The key issue whose resolution made it possible to proceed with an agreement was the German demand that the fund to be established would serve as the only means for restitution to be made – that American courts would not accept lawsuits filed against German corporations by former forced laborers – and that the completion of the payout process would constitute the end of any claims.
At the time, the average age of surviving laborers was estimated to be about 80, with some 10 percent of them dying annually, so from the plaintiffs’ point of view, time was an essential consideration.
Once Schroeder’s government was able to agree with 12 German industrial giants on the establishment of a fund, into which both the corporations and the public would pay, intense negotiations began between it and the American government, which was represented by Under-Secretary of State Stuart Eizenstat.

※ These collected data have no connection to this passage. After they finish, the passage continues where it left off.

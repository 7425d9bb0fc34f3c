//! Hübner C-WAVE tunable laser control
//!
//! Client for the C-WAVE's line-based TCP protocol, plus a simulated device
//! for tests and bench work without hardware.
//!
//! - [`transport`]: TCP link with stale-input flushing and reply parsing
//! - [`codec`]: typed commands, fixed-point conversion, payload decoding
//! - [`device`]: the [`CWave`] facade
//! - [`sim`]: [`SimulatedCwave`], a loopback server speaking the protocol

pub mod codec;
pub mod config;
pub mod device;
pub mod error;
pub mod sim;
pub mod transport;
pub mod types;

pub use codec::{Command, Decode, Frame};
pub use config::ClientConfig;
pub use device::{CWave, SIGNATURE_PREFIX};
pub use error::{CwaveError, CwaveResult};
pub use sim::SimulatedCwave;
pub use transport::{Connection, Link, DEFAULT_PORT};
pub use types::{
    Condition, ExtRampMode, Log, MappingChannel, PiezoChannel, PiezoMode, ShutterChannel,
    StatusBit, StatusBits, StepperChannel, TemperatureChannel,
};
/// Identity reported by default on `info?`.
pub const DEFAULT_IDENTITY: &str = "CWave 2.0 simulated";

/// How often the server thread checks for shutdown and injected lines.
const POLL_INTERVAL: Duration = Duration::from_millis(10);

/// Linear wavelength to crystal temperature mapping, `offset + slope * lambda`.
#[derive(Debug, Clone, Copy, PartialEq)]
pub struct MappingLine {
    /// Temperature in °C at 0 nm
    pub offset: f64,
    /// °C per nm
    pub slope: f64,
}

impl MappingLine {
    pub fn temperature(&self, wavelength: f64) -> f64 {
        self.offset + self.slope * wavelength
    }
}

#[derive(Debug)]
struct SimState {
    identity: String,
    registers: HashMap<String, String>,
    log: Log,
    mappings: HashMap<MappingChannel, MappingLine>,
    stray: VecDeque<String>,
    muted: bool,
    commands: Vec<String>,
}

impl SimState {
    fn new() -> Self {
        let mut registers = HashMap::new();
        let mut reg = |name: String, value: &str| {
            registers.insert(name, value.to_string());
        };

        reg("opo_lambda".into(), "110000");
        reg("opo_rlambda".into(), "0");
        reg("thicketa_rel_hr".into(), "0");
        reg("regeta_off".into(), "32768");
        reg("galvo".into(), "0");
        reg("laser_en".into(), "1");
        reg("laser_exist".into(), "1");
        reg("mirror".into(), "0");
        reg("info_fpga".into(), "21");
        reg("uniqueid".into(), "3512867214");
        reg("regopo_extramp".into(), "100:0:0:100");
        for ch in StepperChannel::iter() {
            reg(format!("{ch}_pos_i"), "40");
        }
        for ch in PiezoChannel::iter() {
            reg(format!("reg{ch}_on"), "2");
        }
        for ch in [PiezoChannel::Opo, PiezoChannel::Shg] {
            reg(format!("reg{ch}_out"), "0");
        }
        for ch in ShutterChannel::iter() {
            reg(format!("shtter_{ch}"), "0");
        }
        for ch in TemperatureChannel::iter() {
            reg(format!("t{ch}_set"), "45000");
        }

        let mappings = HashMap::from([
            (
                MappingChannel::Opo,
                MappingLine {
                    offset: -12.0,
                    slope: 0.05,
                },
            ),
            (
                MappingChannel::Shg,
                MappingLine {
                    offset: 20.0,
                    slope: 0.04,
                },
            ),
        ]);

        Self {
            identity: DEFAULT_IDENTITY.to_string(),
            registers,
            log: Log {
                temp_opo: 45.0,
                temp_shg1: 45.0,
                temp_shg2: 45.0,
                temp_ref: 45.0,
                temp_base: 25.0,
                temp_fpga: 40.0,
                pd_pump: 3000,
                pd_signal: 1500,
                pd_shg: 600,
                pd_reserve: 0,
                status_bits: StatusBits(0),
            },
            mappings,
            stray: VecDeque::new(),
            muted: false,
            commands: Vec::new(),
        }
    }

    /// Reply line for one command, or `None` when muted.
    fn respond(&mut self, command: &str) -> Option<String> {
        self.commands.push(command.to_string());
        if self.muted {
            return None;
        }
        Some(self.reply(command))
    }

    fn reply(&mut self, command: &str) -> String {
        if let Some((name, argument)) = command.split_once('?') {
            return match name {
                "info" => format!("info:{}", self.identity),
                "get_log" => match encode_log(&self.log) {
                    Ok(log) => format!("get_log:{log}"),
                    Err(_) => "?get_log".to_string(),
                },
                _ if !argument.is_empty() => self.mapping_reply(name, argument),
                _ => match self.registers.get(name) {
                    Some(value) => format!("{name}:{value}"),
                    None => format!("?{name}"),
                },
            };
        }

        if let Some((name, value)) = command.split_once(':') {
            return match self.registers.get_mut(name) {
                Some(slot) => {
                    *slot = value.to_string();
                    command.to_string()
                }
                None => format!("?{name}"),
            };
        }

        match command {
            "opt_stop" | "regeta_catch" => command.to_string(),
            _ => format!("?{command}"),
        }
    }

    fn mapping_reply(&self, name: &str, argument: &str) -> String {
        let line = name
            .strip_prefix("mapping_")
            .and_then(|ch| ch.parse::<MappingChannel>().ok())
            .and_then(|ch| self.mappings.get(&ch));
        let lambda = argument.parse::<i64>().ok();

        match (line, lambda) {
            (Some(line), Some(lambda)) => {
                let temperature = line.temperature(lambda as f64 / WAVELENGTH_SCALE);
                match to_fixed(temperature, TEMPERATURE_SCALE) {
                    Ok(millidegrees) => format!("{name}?{lambda}:{millidegrees}"),
                    Err(_) => format!("?{name}"),
                }
            }
            _ => format!("?{name}"),
        }
    }
}
//! Channels, modes, status bits and the status log record.
//!
//! Channel enumerations are pure name mappings: their only job is to supply
//! the token that goes into a command string (`as_str()`). Mode enumerations
//! are transmitted as their integer discriminant.

use clap::ValueEnum;

/// Implements `as_str`, `Display` and `FromStr` for a wire-token enum.
macro_rules! wire_tokens {
    ($ty:ident { $($variant:ident => $token:literal),+ $(,)? }) => {
        impl $ty {
            /// Token used for this channel in command strings.
            pub fn as_str(self) -> &'static str {
                match self {
                    $($ty::$variant => $token,)+
                }
            }
        }

        impl std::fmt::Display for $ty {
            fn fmt(&self, f: &mut std::fmt::Formatter<'_>) -> std::fmt::Result {
                f.write_str(self.as_str())
            }
        }

        impl std::str::FromStr for $ty {
            type Err = String;

            fn from_str(s: &str) -> Result<Self, Self::Err> {
                match s.trim() {
                    $($token => Ok($ty::$variant),)+
                    _ => Err(format!(
                        "Invalid {}: {s}",
                        stringify!($ty)
                    )),
                }
            }
        }
    };
}

/// Shutters that can be opened or closed.
#[derive(Debug, Clone, Copy, PartialEq, Eq, Hash, ValueEnum, strum::EnumIter)]
pub enum ShutterChannel {
    /// Internal pump laser
    Laser,
    /// Pump laser output port
    LaserOut,
    /// OPO output port
    OpoOut,
    /// SHG stage
    Shg,
    /// SHG output port
    ShgOut,
}

wire_tokens!(ShutterChannel {
    Laser => "las",
    LaserOut => "las_out",
    OpoOut => "opo_out",
    Shg => "shg",
    ShgOut => "shg_out",
});

/// Stepper motor drives.
#[derive(Debug, Clone, Copy, PartialEq, Eq, Hash, ValueEnum, strum::EnumIter)]
pub enum StepperChannel {
    Opo,
    Shg,
}

wire_tokens!(StepperChannel {
    Opo => "opo",
    Shg => "shg",
});

/// Wavelength to temperature mapping tables stored on the device.
#[derive(Debug, Clone, Copy, PartialEq, Eq, Hash, ValueEnum, strum::EnumIter)]
pub enum MappingChannel {
    Opo,
    Shg,
}

wire_tokens!(MappingChannel {
    Opo => "opo",
    Shg => "shg",
});

/// Temperature-controlled stages.
#[derive(Debug, Clone, Copy, PartialEq, Eq, Hash, ValueEnum, strum::EnumIter)]
pub enum TemperatureChannel {
    Opo,
    Shg,
    /// Reference cell
    Ref,
}

wire_tokens!(TemperatureChannel {
    Opo => "opo",
    Shg => "shg",
    Ref => "ref",
});

/// Piezo-driven control loop elements.
#[derive(Debug, Clone, Copy, PartialEq, Eq, Hash, ValueEnum, strum::EnumIter)]
pub enum PiezoChannel {
    Opo,
    Shg,
    /// Thin etalon. Has its own offset register instead of a manual output.
    Etalon,
    /// Reference cavity
    Ref,
}

wire_tokens!(PiezoChannel {
    Opo => "opo",
    Shg => "shg",
    Etalon => "eta",
    Ref => "ref",
});

impl PiezoChannel {
    /// Whether `mode` may be selected on this channel.
    ///
    /// `Manual` is limited to OPO and SHG, `ExtRamp` to OPO. Every other mode
    /// is accepted on every channel.
    pub fn supports(self, mode: PiezoMode) -> bool {
        match mode {
            PiezoMode::Manual => matches!(self, PiezoChannel::Opo | PiezoChannel::Shg),
            PiezoMode::ExtRamp => self == PiezoChannel::Opo,
            PiezoMode::Hold | PiezoMode::Scan | PiezoMode::Control => true,
        }
    }
}

/// Piezo operating mode, sent as its integer value.
#[derive(Debug, Clone, Copy, PartialEq, Eq, Hash, ValueEnum, strum::EnumIter, strum::Display)]
#[repr(u8)]
pub enum PiezoMode {
    /// Output held (the "off" mode)
    Hold = 0,
    Scan = 1,
    /// Closed-loop servo
    Control = 2,
    /// Driven by the internal signal generator
    ExtRamp = 3,
    /// Output set through the manual output register
    Manual = 4,
}

impl PiezoMode {
    pub fn value(self) -> u8 {
        self as u8
    }
}

impl TryFrom<i64> for PiezoMode {
    type Error = i64;

    fn try_from(value: i64) -> Result<Self, Self::Error> {
        match value {
            0 => Ok(PiezoMode::Hold),
            1 => Ok(PiezoMode::Scan),
            2 => Ok(PiezoMode::Control),
            3 => Ok(PiezoMode::ExtRamp),
            4 => Ok(PiezoMode::Manual),
            other => Err(other),
        }
    }
}

/// Waveform of the internal signal generator used in `ExtRamp` mode.
#[derive(Debug, Clone, Copy, PartialEq, Eq, Hash, ValueEnum, strum::EnumIter, strum::Display)]
#[repr(u8)]
pub enum ExtRampMode {
    Sawtooth = 0,
    Triangle = 1,
}

impl ExtRampMode {
    pub fn value(self) -> u8 {
        self as u8
    }
}

impl TryFrom<i64> for ExtRampMode {
    type Error = i64;

    fn try_from(value: i64) -> Result<Self, Self::Error> {
        match value {
            0 => Ok(ExtRampMode::Sawtooth),
            1 => Ok(ExtRampMode::Triangle),
            other => Err(other),
        }
    }
}

/// Named conditions in the device status field and their bit positions.
#[derive(Debug, Clone, Copy, PartialEq, Eq, Hash, ValueEnum, strum::EnumIter, strum::Display)]
#[repr(u8)]
pub enum StatusBit {
    OpoStepper = 0,
    OpoTemp = 1,
    ShgStepper = 2,
    ShgTemp = 3,
    EtalonCoarse = 4,
    OpoLock = 5,
    ShgLock = 6,
    EtalonLock = 7,
    LaserEmission = 8,
    RefTemp = 9,
    OpoStable = 10,
}

impl StatusBit {
    /// Bit position in the status field.
    pub fn position(self) -> u8 {
        self as u8
    }

    pub fn mask(self) -> u32 {
        1 << self.position()
    }
}

/// State of one status condition.
///
/// On the wire a cleared bit means [`Condition::Ok`] and a set bit means
/// [`Condition::Fault`].
#[derive(Debug, Clone, Copy, PartialEq, Eq, Hash)]
pub enum Condition {
    Ok,
    Fault,
}

impl Condition {
    pub fn is_ok(self) -> bool {
        self == Condition::Ok
    }
}

/// Raw 32-bit status field as reported in the device log.
#[derive(Debug, Clone, Copy, PartialEq, Eq, Hash, Default)]
pub struct StatusBits(pub u32);

impl StatusBits {
    pub fn raw(self) -> u32 {
        self.0
    }

    /// Decode one condition, honoring the inverted polarity.
    pub fn condition(self, bit: StatusBit) -> Condition {
        if self.0 & bit.mask() == 0 {
            Condition::Ok
        } else {
            Condition::Fault
        }
    }

    /// True if every listed condition is OK. Stops at the first fault.
    ///
    /// An empty list is trivially satisfied.
    pub fn all_ok(self, bits: &[StatusBit]) -> bool {
        bits.iter().all(|&bit| self.condition(bit).is_ok())
    }

    /// All known conditions currently reporting a fault.
    pub fn faults(self) -> Vec<StatusBit> {
        use strum::IntoEnumIterator;

        StatusBit::iter()
            .filter(|&bit| self.condition(bit) == Condition::Fault)
            .collect()
    }
}

impl From<u32> for StatusBits {
    fn from(raw: u32) -> Self {
        Self(raw)
    }
}

/// Snapshot of the device status as returned by `get_log?`.
///
/// Temperatures are in °C. Photodiode readings are raw ADC counts.
#[derive(Debug, Clone, Copy, PartialEq)]
pub struct Log {
    pub temp_opo: f64,
    pub temp_shg1: f64,
    pub temp_shg2: f64,
    /// Reference cell temperature
    pub temp_ref: f64,
    pub temp_base: f64,
    pub temp_fpga: f64,
    pub pd_pump: i64,
    pub pd_signal: i64,
    pub pd_shg: i64,
    pub pd_reserve: i64,
    pub status_bits: StatusBits,
}

impl Log {
    /// Number of colon-separated fields in the wire representation.
    pub const FIELD_COUNT: usize = 11;
}

#[cfg(test)]
mod tests {
    use super::*;
    use strum::IntoEnumIterator;

    #[test]
    fn test_channel_tokens() {
        assert_eq!(ShutterChannel::LaserOut.as_str(), "las_out");
        assert_eq!(ShutterChannel::ShgOut.to_string(), "shg_out");
        assert_eq!(PiezoChannel::Etalon.as_str(), "eta");
        assert_eq!(TemperatureChannel::Ref.as_str(), "ref");
    }

    #[test]
    fn test_channel_from_token() {
        for channel in ShutterChannel::iter() {
            assert_eq!(channel.as_str().parse::<ShutterChannel>(), Ok(channel));
        }
        for channel in PiezoChannel::iter() {
            assert_eq!(channel.as_str().parse::<PiezoChannel>(), Ok(channel));
        }
        assert!("etalon".parse::<PiezoChannel>().is_err());
    }

    #[test]
    fn test_mode_values_round_trip() {
        for mode in PiezoMode::iter() {
            assert_eq!(PiezoMode::try_from(mode.value() as i64), Ok(mode));
        }
        assert_eq!(ExtRampMode::try_from(1), Ok(ExtRampMode::Triangle));
        assert_eq!(PiezoMode::try_from(5), Err(5));
    }

    #[test]
    fn test_piezo_mode_restrictions() {
        assert!(PiezoChannel::Opo.supports(PiezoMode::ExtRamp));
        assert!(PiezoChannel::Opo.supports(PiezoMode::Manual));
        assert!(PiezoChannel::Shg.supports(PiezoMode::Manual));
        assert!(!PiezoChannel::Shg.supports(PiezoMode::ExtRamp));
        assert!(!PiezoChannel::Etalon.supports(PiezoMode::Manual));
        assert!(!PiezoChannel::Ref.supports(PiezoMode::ExtRamp));
        for channel in PiezoChannel::iter() {
            assert!(channel.supports(PiezoMode::Hold));
            assert!(channel.supports(PiezoMode::Scan));
            assert!(channel.supports(PiezoMode::Control));
        }
    }

    #[test]
    fn test_status_polarity() {
        let status = StatusBits(StatusBit::ShgLock.mask());
        assert_eq!(status.condition(StatusBit::OpoLock), Condition::Ok);
        assert_eq!(status.condition(StatusBit::ShgLock), Condition::Fault);
        assert!(status.all_ok(&[StatusBit::OpoLock, StatusBit::OpoTemp]));
        assert!(!status.all_ok(&[StatusBit::OpoLock, StatusBit::ShgLock]));
        assert_eq!(status.faults(), vec![StatusBit::ShgLock]);
    }

    #[test]
    fn test_empty_status_list_is_ok() {
        assert!(StatusBits(0).all_ok(&[]));
        assert!(StatusBits(u32::MAX).all_ok(&[]));
    }

    #[test]
    fn test_all_bits_set_faults_everything() {
        let status = StatusBits(0x7FF);
        assert_eq!(status.faults().len(), StatusBit::iter().count());
    }
}
//! Command construction and payload decoding.
//!
//! # Command Shapes
//!
//! The C-WAVE protocol knows three shapes of command line:
//!
//! ```text
//! opo_lambda?                 query
//! mapping_opo?114969          query carrying an argument
//! regopo_extramp:100:1:20:70  set, values colon-joined
//! opt_stop                    bare action
//! ```
//!
//! [`Frame`] renders these shapes. [`Command`] is the closed set of requests
//! the client actually issues; each variant knows its register name and
//! argument shape, so call sites never format command strings by hand.
//!
//! # Fixed Point
//!
//! Physical values travel as integers: wavelengths in 0.01 nm, temperatures
//! in 0.001 °C. [`to_fixed`] rounds to the nearest register step.

use crate::error::{CwaveError, CwaveResult};
use crate::types::{
    ExtRampMode, Log, MappingChannel, PiezoChannel, PiezoMode, ShutterChannel, StatusBits,
    StepperChannel, TemperatureChannel,
};

/// Wavelength registers count in units of 0.01 nm.
pub const WAVELENGTH_SCALE: f64 = 100.0;

/// Temperature registers count in units of 0.001 °C.
pub const TEMPERATURE_SCALE: f64 = 1000.0;

/// Thick etalon relative moves count in units of 0.001 nm.
pub const ETALON_SCALE: f64 = 1000.0;

/// Convert a physical value to its integer register representation.
///
/// # Errors
///
/// Returns [`CwaveError::InvalidArgument`] if `value` is not finite or the
/// scaled value does not fit an `i64` register.
pub fn to_fixed(value: f64, scale: f64) -> CwaveResult<i64> {
    let scaled = (value * scale).round();
    // i64::MAX as f64 rounds up to 2^63, hence the strict upper bound
    if !scaled.is_finite() || scaled < i64::MIN as f64 || scaled >= i64::MAX as f64 {
        return Err(CwaveError::InvalidArgument(format!(
            "{value} cannot be represented at scale {scale}"
        )));
    }
    Ok(scaled as i64)
}

/// Convert an integer register value back to physical units.
pub fn from_fixed(raw: i64, scale: f64) -> f64 {
    raw as f64 / scale
}

/// One rendered command line, without terminator.
#[derive(Debug, Clone, PartialEq, Eq)]
pub enum Frame {
    /// `<name>?` or `<name>?<argument>`
    Query {
        name: String,
        argument: Option<String>,
    },
    /// `<name>:<v1>:<v2>...`
    Set { name: String, values: Vec<String> },
    /// `<name>` with no suffix
    Action { name: String },
}

impl Frame {
    pub fn query(name: impl Into<String>) -> Self {
        Frame::Query {
            name: name.into(),
            argument: None,
        }
    }

    pub fn action(name: impl Into<String>) -> Self {
        Frame::Action { name: name.into() }
    }

    /// Build a value-setting frame.
    ///
    /// If `name` already ends in `?` the values become the argument of a query
    /// (`mapping_opo?114969`) instead of a colon-suffixed set.
    pub fn set_value<V: ToString>(name: &str, values: impl IntoIterator<Item = V>) -> Self {
        let values: Vec<String> = values.into_iter().map(|v| v.to_string()).collect();
        match name.strip_suffix('?') {
            Some(query) => Frame::Query {
                name: query.to_string(),
                argument: Some(values.join(":")),
            },
            None => Frame::Set {
                name: name.to_string(),
                values,
            },
        }
    }

    /// The command string as it goes on the wire (terminator excluded).
    pub fn render(&self) -> String {
        match self {
            Frame::Query {
                name,
                argument: None,
            } => format!("{name}?"),
            Frame::Query {
                name,
                argument: Some(arg),
            } => format!("{name}?{arg}"),
            Frame::Set { name, values } => format!("{name}:{}", values.join(":")),
            Frame::Action { name } => name.clone(),
        }
    }
}

impl std::fmt::Display for Frame {
    fn fmt(&self, f: &mut std::fmt::Formatter<'_>) -> std::fmt::Result {
        f.write_str(&self.render())
    }
}

/// Every request the client sends, with its argument shape fixed by type.
///
/// Integer arguments are already in register units; the facade performs the
/// physical-unit conversion.
#[derive(Debug, Clone, PartialEq)]
pub enum Command {
    FirmwareVersion,
    FpgaVersion,
    SerialNumber,
    GetLog,
    ExternalPumpAbsent,
    OptimizeStop,
    OptimizeEtalon,
    /// OPO wavelength in 0.01 nm
    Dial(i64),
    /// Relative wavelength move of all elements in 0.01 nm
    ElementsMove(i64),
    /// Relative thick etalon move in 0.001 nm
    EtalonMove(i64),
    SetStepperPeriod(StepperChannel, u32),
    SetPiezoMode(PiezoChannel, PiezoMode),
    GetPiezoMode(PiezoChannel),
    SetPiezoManualOutput(PiezoChannel, u16),
    GetPiezoManualOutput(PiezoChannel),
    SetEtalonOffset(u16),
    GetEtalonOffset,
    SetGalvoPosition(i64),
    GetGalvoPosition,
    SetLaser(bool),
    GetLaser,
    SetShutter(ShutterChannel, bool),
    GetShutter(ShutterChannel),
    SetMirror(bool),
    GetMirror,
    /// Setpoint in 0.001 °C
    SetTemperatureSetpoint(TemperatureChannel, i64),
    GetTemperatureSetpoint(TemperatureChannel),
    /// Wavelength in 0.01 nm
    MappingTemperature(MappingChannel, i64),
    SetOpoExtRamp {
        period_ms: u32,
        mode: ExtRampMode,
        lower_percent: u8,
        upper_percent: u8,
    },
}

impl Command {
    /// Map this request onto its wire shape.
    pub fn frame(&self) -> Frame {
        match self {
            Command::FirmwareVersion => Frame::query("info"),
            Command::FpgaVersion => Frame::query("info_fpga"),
            Command::SerialNumber => Frame::query("uniqueid"),
            Command::GetLog => Frame::query("get_log"),
            Command::ExternalPumpAbsent => Frame::query("laser_exist"),
            Command::OptimizeStop => Frame::action("opt_stop"),
            Command::OptimizeEtalon => Frame::action("regeta_catch"),
            Command::Dial(lambda) => Frame::set_value("opo_lambda", [lambda]),
            Command::ElementsMove(delta) => Frame::set_value("opo_rlambda", [delta]),
            Command::EtalonMove(delta) => Frame::set_value("thicketa_rel_hr", [delta]),
            Command::SetStepperPeriod(ch, period) => {
                Frame::set_value(&format!("{ch}_pos_i"), [period])
            }
            Command::SetPiezoMode(ch, mode) => {
                Frame::set_value(&format!("reg{ch}_on"), [mode.value()])
            }
            Command::GetPiezoMode(ch) => Frame::query(format!("reg{ch}_on")),
            Command::SetPiezoManualOutput(ch, value) => {
                Frame::set_value(&format!("reg{ch}_out"), [value])
            }
            Command::GetPiezoManualOutput(ch) => Frame::query(format!("reg{ch}_out")),
            Command::SetEtalonOffset(value) => Frame::set_value("regeta_off", [value]),
            Command::GetEtalonOffset => Frame::query("regeta_off"),
            Command::SetGalvoPosition(value) => Frame::set_value("galvo", [value]),
            Command::GetGalvoPosition => Frame::query("galvo"),
            Command::SetLaser(on) => Frame::set_value("laser_en", [u8::from(*on)]),
            Command::GetLaser => Frame::query("laser_en"),
            Command::SetShutter(ch, open) => {
                Frame::set_value(&format!("shtter_{ch}"), [u8::from(*open)])
            }
            Command::GetShutter(ch) => Frame::query(format!("shtter_{ch}")),
            Command::SetMirror(position) => Frame::set_value("mirror", [u8::from(*position)]),
            Command::GetMirror => Frame::query("mirror"),
            Command::SetTemperatureSetpoint(ch, millideg) => {
                Frame::set_value(&format!("t{ch}_set"), [millideg])
            }
            Command::GetTemperatureSetpoint(ch) => Frame::query(format!("t{ch}_set")),
            Command::MappingTemperature(ch, lambda) => {
                Frame::set_value(&format!("mapping_{ch}?"), [lambda])
            }
            Command::SetOpoExtRamp {
                period_ms,
                mode,
                lower_percent,
                upper_percent,
            } => Frame::set_value(
                "regopo_extramp",
                [
                    period_ms.to_string(),
                    mode.value().to_string(),
                    lower_percent.to_string(),
                    upper_percent.to_string(),
                ],
            ),
        }
    }

    /// Command string ready for [`Link::exchange`](crate::transport::Link::exchange).
    pub fn wire(&self) -> String {
        self.frame().render()
    }
}

/// Types that can be decoded from a reply payload.
pub trait Decode: Sized {
    fn decode(payload: &str) -> CwaveResult<Self>;
}

fn parse_int(payload: &str, target: &'static str) -> CwaveResult<i64> {
    payload
        .trim()
        .parse()
        .map_err(|_| CwaveError::decode(payload, target))
}

impl Decode for i64 {
    fn decode(payload: &str) -> CwaveResult<Self> {
        parse_int(payload, "i64")
    }
}

/// Implements [`Decode`] through `FromStr` on the trimmed payload.
macro_rules! decode_via_parse {
    ($($ty:ty),+ $(,)?) => {
        $(
            impl Decode for $ty {
                fn decode(payload: &str) -> CwaveResult<Self> {
                    payload
                        .trim()
                        .parse()
                        .map_err(|_| CwaveError::decode(payload, stringify!($ty)))
                }
            }
        )+
    };
}

decode_via_parse!(u64, u32, u16, f64);

/// Nonzero integer is `true`.
impl Decode for bool {
    fn decode(payload: &str) -> CwaveResult<Self> {
        Ok(parse_int(payload, "bool")? != 0)
    }
}

impl Decode for String {
    fn decode(payload: &str) -> CwaveResult<Self> {
        Ok(payload.to_string())
    }
}

impl Decode for PiezoMode {
    fn decode(payload: &str) -> CwaveResult<Self> {
        let raw = parse_int(payload, "PiezoMode")?;
        PiezoMode::try_from(raw).map_err(|_| CwaveError::decode(payload, "PiezoMode"))
    }
}

impl Decode for ExtRampMode {
    fn decode(payload: &str) -> CwaveResult<Self> {
        let raw = parse_int(payload, "ExtRampMode")?;
        ExtRampMode::try_from(raw).map_err(|_| CwaveError::decode(payload, "ExtRampMode"))
    }
}

impl Decode for Log {
    fn decode(payload: &str) -> CwaveResult<Self> {
        let fields: Vec<&str> = payload.split(':').collect();
        if fields.len() < Log::FIELD_COUNT {
            return Err(CwaveError::ProtocolError(format!(
                "Log has {} fields, expected {}: {payload:?}",
                fields.len(),
                Log::FIELD_COUNT
            )));
        }

        let mut raw = [0i64; Log::FIELD_COUNT];
        for (slot, field) in raw.iter_mut().zip(&fields) {
            *slot = parse_int(field, "Log field")?;
        }
        let temp = |value: i64| from_fixed(value, TEMPERATURE_SCALE);
        let status = u32::try_from(raw[10]).map_err(|_| CwaveError::decode(fields[10], "u32"))?;

        Ok(Log {
            temp_opo: temp(raw[0]),
            temp_shg1: temp(raw[1]),
            temp_shg2: temp(raw[2]),
            temp_ref: temp(raw[3]),
            temp_base: temp(raw[4]),
            temp_fpga: temp(raw[5]),
            pd_pump: raw[6],
            pd_signal: raw[7],
            pd_shg: raw[8],
            pd_reserve: raw[9],
            status_bits: StatusBits(status),
        })
    }
}

/// Decode a payload into `T`.
pub fn decode<T: Decode>(payload: &str) -> CwaveResult<T> {
    T::decode(payload)
}

/// Decode a fixed-point integer payload into physical units.
pub fn decode_scaled(payload: &str, scale: f64) -> CwaveResult<f64> {
    Ok(from_fixed(parse_int(payload, "fixed-point")?, scale))
}

/// Render a log record the way `get_log?` transmits it.
pub fn encode_log(log: &Log) -> CwaveResult<String> {
    let temp = |value: f64| to_fixed(value, TEMPERATURE_SCALE);
    Ok(format!(
        "{}:{}:{}:{}:{}:{}:{}:{}:{}:{}:{}",
        temp(log.temp_opo)?,
        temp(log.temp_shg1)?,
        temp(log.temp_shg2)?,
        temp(log.temp_ref)?,
        temp(log.temp_base)?,
        temp(log.temp_fpga)?,
        log.pd_pump,
        log.pd_signal,
        log.pd_shg,
        log.pd_reserve,
        log.status_bits.raw()
    ))
}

After the agreement in December, the details still needed to be hammered out. Finally, in August 2000, the two houses of the Bundestag voted to approve creation of the “Remembrance, Responsibility and Future Foundation,” which make payouts of up to DM 15,000 (about $7,800) for former slave laborers and DM 5,000 to those who did forced labor. Compensation would only go to victims; their heirs would not be eligible to make claims.
More than 3,100 German firms that had taken advantage of forced labor during World War II pledged a total of some $2.4 billion, with the balance of $3.75 billion to come from the German government.
By the time the final payments were made, in late 2006, a total payout of €4.45 billion ($6.53 billion) had gone to more than 1.66 million people, living in some 100 countries. Among them, more than 140,000 were Jewish survivors, who were living in 25 different countries.
Separate sums were allocated to three different organizations for the funding of programs. The Claims Conference received DM230 million ($172 million) to run welfare programs for Jewish survivors; the International Organization on Migration had a fund of DM24 million for Roma and Sinti victims; and the International Commission on Holocaust Era Insurance Claims had access to €350 million for a variety of social programs.
Another €358 million ($525 million) was allocated for educational and cultural programs worldwide, intended to raise consciousness of the crimes of the Holocaust and of the peoples and cultures destroyed.